Inicio > Actualidad > Entrevistas > Sergio Ramírez: «Me interesa el poder como fenómeno de la condición humana»

Sergio Ramírez: «Me interesa el poder como fenómeno de la condición humana»

Sergio Ramírez: «Me interesa el poder como fenómeno de la condición humana»

El paso de Sergio Ramírez por España ha servido para llamar la atención sobre uno de los regímenes autoritarios más longevos de América Latina, el de Daniel Ortega en Nicaragua, quien desde 2007 está en el poder. En esto le ha echado una mano el propio gobierno de ese país, que el día 10 de septiembre dictó una orden de arresto en su contra, forzándolo al exilio, y que ha prohibido la distribución de su libro más reciente, Tongolele no sabía bailar. La situación ha sido ampliamente reseñada por los medios de comunicación y ha causado la indignación de la opinión pública a lo largo y ancho del territorio iberoamericano. Si aún existía alguien en España o el resto del mundo hispanohablante que no conociera a Ramírez, seguro ya se enteró de quién es, gracias a las acciones de Ortega. Quizá esta situación ayude un poco a la proyección de sus obras. Aunque tampoco esto sea necesario: se trata de una referencia cultural de Nicaragua.
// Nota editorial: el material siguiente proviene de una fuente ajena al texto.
//! stampfmt CLI: format changed files under DIR; use --dry-run to only report them.

use anyhow::Result;
use clap::Parser;
use stampfmt::engine::arg_parser::Cli;
use stampfmt::engine::handle_run;
use std::process::ExitCode;
use std::time::Instant;

fn main() -> Result<ExitCode> {
    let start_time = Instant::now();
    let cli = Cli::parse();
    let summary = handle_run(&cli)?;
    log::debug!("Total time: {:?}", start_time.elapsed());
    Ok(if summary.success {
        ExitCode::SUCCESS
    } else {
        ExitCode::FAILURE
    })
}
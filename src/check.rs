//! Dry-run reporting: what a run would format, without running anything.

use colored::Colorize;
use log::info;

use crate::RunSummary;
use crate::dispatch::RunPlan;

/// Log the files a real run would format and return the summary of a run that formatted nothing.
pub fn report_plan(plan: &RunPlan) -> RunSummary {
    for f in &plan.to_format {
        info!("Would format {}", f.path.display());
    }
    info!(
        "{} | {} | {}",
        format!("To format: {}", plan.to_format.len()).yellow(),
        format!("Unchanged: {}", plan.unchanged.len()).green(),
        format!("Ignored: {}", plan.ignored.len()).white()
    );
    RunSummary {
        scanned: plan.scanned,
        ignored: plan.ignored.len(),
        unchanged: plan.unchanged.len(),
        eligible: plan.to_format.len(),
        reformatted: 0,
        failed: 0,
        cancelled: 0,
        skipped_dirs: plan.skipped_dirs,
        success: true,
    }
}
//! Engine module: hashing, stamps, ignore rules, formatter runner and CLI plumbing

pub mod arg_parser;
pub mod cli;
pub mod hashing;
pub mod ignore_filter;
pub mod progress;
pub mod runner;
pub mod stamps;
pub mod tools;

// Re-export commonly used functions
pub use arg_parser::Cli;
pub use cli::{handle_run, session_for, setup_opts};
pub use hashing::{digest_from_hex, digest_to_hex, hash_file};
pub use ignore_filter::{IgnoreFilter, IgnoreRule};
pub use runner::{FailureKind, FormatterCommand, InvocationResult, run_formatter};
pub use stamps::{ChangeReason, Decision, StampStore};
pub use tools::{
    normalize_extensions, path_relative_to, path_to_key_string, resolve_executable, split_list,
};
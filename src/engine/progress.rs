//! Progress bar utilities for the formatting phase

use kdam::{Animation, Bar, BarExt};
use std::sync::{Arc, Mutex};

// Progress bar type alias
pub type ProgressBar = Arc<Mutex<Bar>>;

/// Configuration for creating a progress bar
pub struct ProgressBarConfig {
    pub total: usize,
    pub desc: &'static str,
    pub animation: Animation,
}

impl ProgressBarConfig {
    /// Create a new progress bar configuration
    pub fn new(total: usize, desc: &'static str, animation: Animation) -> Self {
        Self {
            total,
            desc,
            animation,
        }
    }
}

/// Create a progress bar with the given configuration
pub fn create_progress_bar(config: ProgressBarConfig) -> ProgressBar {
    Arc::new(Mutex::new(kdam::tqdm!(
        total = config.total,
        desc = config.desc,
        animation = config.animation,
        unit = " files"
    )))
}

/// Bar for `total` formatter jobs, or None when progress is off or there is nothing to do.
pub fn formatting_bar(enabled: bool, total: usize) -> Option<ProgressBar> {
    (enabled && total > 0)
        .then(|| create_progress_bar(ProgressBarConfig::new(total, "Formatting", Animation::Classic)))
}

/// Advance by `n`. Each step is a whole process run, so blocking on the lock is fine.
pub fn update_progress_bar(pb: &ProgressBar, n: usize) {
    if let Ok(mut bar) = pb.lock() {
        let _ = bar.update(n);
    }
}

/// Finish the line so following log output starts clean.
pub fn finish_progress_bar(pb: &ProgressBar) {
    if let Ok(mut bar) = pb.lock() {
        let _ = bar.refresh();
        eprintln!();
    }
}
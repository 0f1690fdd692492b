//! stampfmt: incremental formatter dispatcher with content-hash stamps

pub mod check;
pub mod dispatch;
pub mod engine;
pub mod error;
pub mod pipeline;
pub mod types;
pub mod utils;

/// Re-export types for API
pub use error::ConfigError;
pub use types::*;
pub use utils::session::SessionCache;

/// Result alias used by public stampfmt API
pub use anyhow::Error;
pub type Result<T> = std::result::Result<T, Error>;

pub use dispatch::{RunPlan, plan_run};

/// Single entry point: format every file under `root` whose content changed since its last
/// successful format, and return the run's counts.
///
/// - Configuration problems (missing root, formatter not found, no extensions) are `Err` and
///   carry a [`ConfigError`]: `err.downcast_ref::<ConfigError>()`.
/// - Per-file failures are not errors: check [`RunSummary::success`] and [`RunSummary::failed`].
///
/// ```ignore
/// let opts = stampfmt::FormatOpts {
///     formatter: "clang-format".into(),
///     concurrency: stampfmt::Concurrency::Fixed(4),
///     ..Default::default()
/// };
/// let summary = stampfmt::format_dir(std::path::Path::new("src"), &opts)?;
/// println!("{}", summary.summary_line());
/// ```
pub fn format_dir(root: &std::path::Path, opts: &FormatOpts) -> Result<RunSummary> {
    dispatch::format_dir(root, opts)
}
En la presentación de la tercera novela protagonizada por el inspector Dolores Morales el día 16 de septiembre en la librería Alberti de Madrid no cabía un alfiler y el video de su conversación con Mario Vargas Llosa el lunes 13 de septiembre lo vieron en apenas cuatro días más de siete mil personas por el canal de YouTube de Casa de América, cifra que convierte a la actividad moderada por el escritor Carlos Granés y la editora Pilar Reyes en una de las más populares en las redes sociales de esa institución.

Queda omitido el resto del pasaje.